Christian Guay-Poliquin - Le poids de la neige

 

 

Dans la neige électrique

 

Il y a de l'audace, et même une certaine crânerie, de la part de Christian Guay-Poliquin, à nous refaire le coup de la panne (d'électricité), et ce faisant reprendre quasi à l'identique le motif romanesque de son très brillant premier roman, Le fil des kilomètres - dont je parle ici. À première vue j'ai pensé que c'était un peu fort de sirop d'érable, puis je me suis dit que c'était assez culotté, enfin j'ai fini par comprendre que ce n'était pas tant le prétexte qui importait à son auteur que l'exploration obstinée de sa fascination pour le huis clos et le dénuement de l'homme dans la survie, du moins ce à quoi nous accule la perte de commodités que l'on croit toujours acquises, et pour cette ambiguïté qui taraude tout commerce humain dès lors qu'il est contraint par une force extérieure et souveraine. D'autant que si le personnage principal du premier roman de Guay-Poliquin traversait le pays dans un sentiment d'urgence, nous sommes ici figés dans la neige et obligés, comme chacun des protagonistes, à l'immobilité et à la patience.

 

Ce qui donne naissance à l'histoire se résume simplement : un homme, jeune encore, d'une trentaine d'année, est victime d'un accident de la route en regagnant son village après dix ans d'absence. Ledit village, qui s'organise après une panne d'électricité géante et alors que chaque jour le niveau de la neige fragilise un peu plus la vie, attend vaille que vaille l'arrivée du printemps pour fuir. On confie le jeune accidenté à un vieil homme retiré sur les hauteurs, un certain Mathias : charge à lui de veiller à son rétablissement, en échange de quoi on lui promet de faire partie du premier convoi qui, au printemps, le ramènera à la ville - là où, semble-t-il, sa femme l'attend. Commence alors la lente et inexorable enfilade des jours qui se ressemblent, dans la promiscuité obligée d'une véranda qu'un vieux poêle à bois peine à chauffer. Peu ou mal informés de ce qui se trame au village, les deux hommes apprennent à se connaître sans jamais rien livrer d'eux-mêmes, ou si peu. Au fil des jours, le doute se fait plus fort que l'optimisme : en plus d'avoir à se demander s'il n'est pas trop déraisonnable d'espérer s'en sortir, c'est aussi la confiance en l'autre qui s'effrite. Sustenter le corps donc, le protéger, mais s'apprivoiser aussi, se contenir, se jauger, s'accepter ; et ainsi naît la légende - j'allais dire la littérature : « Pour survivre, ils devaient affronter ensemble le froid, la faim et l'ennui. Ainsi, ils avaient très vite compris que la tâche la plus importante était sans contredit celle de raconter des histoires. »

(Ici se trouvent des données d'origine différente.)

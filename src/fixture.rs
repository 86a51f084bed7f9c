//! Useful fixtures for tests.
//!
//! Tests import these with `use crate::fixture::*` or specific imports. Fixtures are
//! intended to be used with the `rstest` crate.
use crate::model::{CarbonTarget, Model, RenewableTarget, ScenarioVariant};
use crate::region::{DemandShape, Region, RegionMap};
use crate::technology::{Technology, TechnologyKind, TechnologyMap};
use rstest::fixture;

/// Assert that the result of an operation is an error with the given message
macro_rules! assert_error {
    ($result:expr, $msg:expr) => {
        assert_eq!(
            $result.unwrap_err().chain().next().unwrap().to_string(),
            $msg
        );
    };
}
pub(crate) use assert_error;

#[fixture]
pub fn region_map() -> RegionMap {
    RegionMap::from([
        (
            "Industrial".into(),
            Region {
                id: "Industrial".into(),
                description: "Industrial demand region".into(),
                base_demand: 100.0,
                shape: DemandShape::Flat,
                demand_floor: 0.8,
                efficiency_decline: 0.0,
            },
        ),
        (
            "Residential".into(),
            Region {
                id: "Residential".into(),
                description: "Residential demand region".into(),
                base_demand: 80.0,
                shape: DemandShape::Peaked,
                demand_floor: 0.4,
                efficiency_decline: 0.005,
            },
        ),
    ])
}

#[fixture]
pub fn technology_map() -> TechnologyMap {
    TechnologyMap::from([
        (
            "natural_gas_plant".into(),
            Technology {
                id: "natural_gas_plant".into(),
                description: "Natural gas plant".into(),
                kind: TechnologyKind::Gas,
                capacity_factor: 0.85,
                efficiency: 0.45,
                capital_cost: 800000.0,
                fixed_operating_cost: 12000.0,
                variable_operating_cost: 45.0,
                fuel_cost: 35.0,
                co2_intensity: 354.0,
                lifetime: 25,
                learning_rate: 0.0,
            },
        ),
        (
            "wind_turbine".into(),
            Technology {
                id: "wind_turbine".into(),
                description: "Onshore wind".into(),
                kind: TechnologyKind::Wind,
                capacity_factor: 0.35,
                efficiency: 1.0,
                capital_cost: 1500000.0,
                fixed_operating_cost: 25000.0,
                variable_operating_cost: 25.0,
                fuel_cost: 0.0,
                co2_intensity: 11.0,
                lifetime: 20,
                learning_rate: 0.08,
            },
        ),
        (
            "solar_pv".into(),
            Technology {
                id: "solar_pv".into(),
                description: "Solar PV".into(),
                kind: TechnologyKind::Solar,
                capacity_factor: 0.22,
                efficiency: 1.0,
                capital_cost: 1200000.0,
                fixed_operating_cost: 15000.0,
                variable_operating_cost: 15.0,
                fuel_cost: 0.0,
                co2_intensity: 41.0,
                lifetime: 25,
                learning_rate: 0.15,
            },
        ),
    ])
}

#[fixture]
pub fn storage_technology_map(mut technology_map: TechnologyMap) -> TechnologyMap {
    technology_map.insert(
        "battery_storage".into(),
        Technology {
            id: "battery_storage".into(),
            description: "Grid-scale battery".into(),
            kind: TechnologyKind::Storage,
            capacity_factor: 0.85,
            efficiency: 0.9,
            capital_cost: 600000.0,
            fixed_operating_cost: 10000.0,
            variable_operating_cost: 5.0,
            fuel_cost: 0.0,
            co2_intensity: 0.0,
            lifetime: 15,
            learning_rate: 0.1,
        },
    );
    technology_map
}

#[fixture]
pub fn model(region_map: RegionMap, technology_map: TechnologyMap) -> Model {
    Model {
        scenario_name: "test_scenario".into(),
        variant: ScenarioVariant::Baseline,
        milestone_years: vec![2025],
        growth_rate: 0.023,
        seed: 42,
        discount_rate: 0.07,
        regions: region_map,
        technologies: technology_map,
        renewable_targets: [(2030, 0.40), (2040, 0.70), (2050, 0.85)]
            .into_iter()
            .map(|(year, share)| RenewableTarget { year, share })
            .collect(),
        carbon_targets: [(2030, 0.50), (2040, 0.75), (2050, 0.90)]
            .into_iter()
            .map(|(year, reduction)| CarbonTarget { year, reduction })
            .collect(),
    }
}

De Mathias et de son compagnon d'infortune, comme des autres villageois, nous ne savons pas grand-chose mais nous en pressentons l'essentiel. Tous se tiennent debout, très incarnés, lourds d'intériorité, de non-dits et de convoitises qu'allègent à peine quelques premiers et rudimentaires réflexes de solidarité communautaire. Pour l'essentiel d'ailleurs ce sont des hommes, et les quelques fois où une femme, Maria, apparaît dans ce roman très masculin, elle attire d'autant plus l'attention (et le désir) qu'elle semble volatile, inapprivoisable, sans doute plus agile à la vie que les hommes eux-mêmes.

 

Christian Guay-Poliquin écrit au plus serré de ses personnages, pour ainsi dire dans leur compagnie et dans leur souffle. D'où cette grande économie de moyens, cette écriture brève et sèche comme l'expiration de ces hommes qui étouffent sous le poids cumulé de la neige et de l'instinct de survie. D'où aussi ce que d'aucuns, peut-être, regarderont comme des longueurs et qui ne sont que des lenteurs : lenteur morose d'un environnement auquel il faut bien se résigner, lenteur humide de cette neige qui conforte chaque jour son empire, implacable lenteur enfin de ce qui s'installe entre ces deux hommes, ces prudences auxquelles obligent la coexistence en un lieu si clos et la fragilité d'un espoir dont chaque jour recule un peu plus l'horizon - de là peut-être vient que j'ai pu éprouver parfois quelques réminiscences du légendaire - et remarquable - Misery de Stephen King. Guay-Poliquin excelle à décortiquer le petit fait, le petit geste, le léger doute, ces infimes intuitions qui nous servent de guide dans la vie et ce banal que l'on voudrait pouvoir cacher tant il nous révèle ; sa prose en devient aussi confinée que le sont l'espace et ces corps amincis, les mots sont rares mais forts en sensations - « Je m'appuie sur les coudes et je rampe vers le divan. Mes jambes suivent derrière moi comme un long manteau alourdi par de la vase. »

 

D'un accès peut-être plus immédiat que Le fil du kilomètre, Le poids de la neige n'en laisse pas moins traîner dans son sillage glacial une atmosphère qui nous poursuivra longtemps. Peut-être pas aussi puissant ni mystérieux que celui-là, dont je me souviens comme de quelque chose de sauvage et d'incandescent, ce deuxième roman me permet toutefois de saluer à nouveau un jeune auteur dont je me réjouis qu'il rafle déjà bien des prix.

 

Pour le plaisir et la beauté du geste,
j'ai préféré lire ce roman dans son édition québecquoise...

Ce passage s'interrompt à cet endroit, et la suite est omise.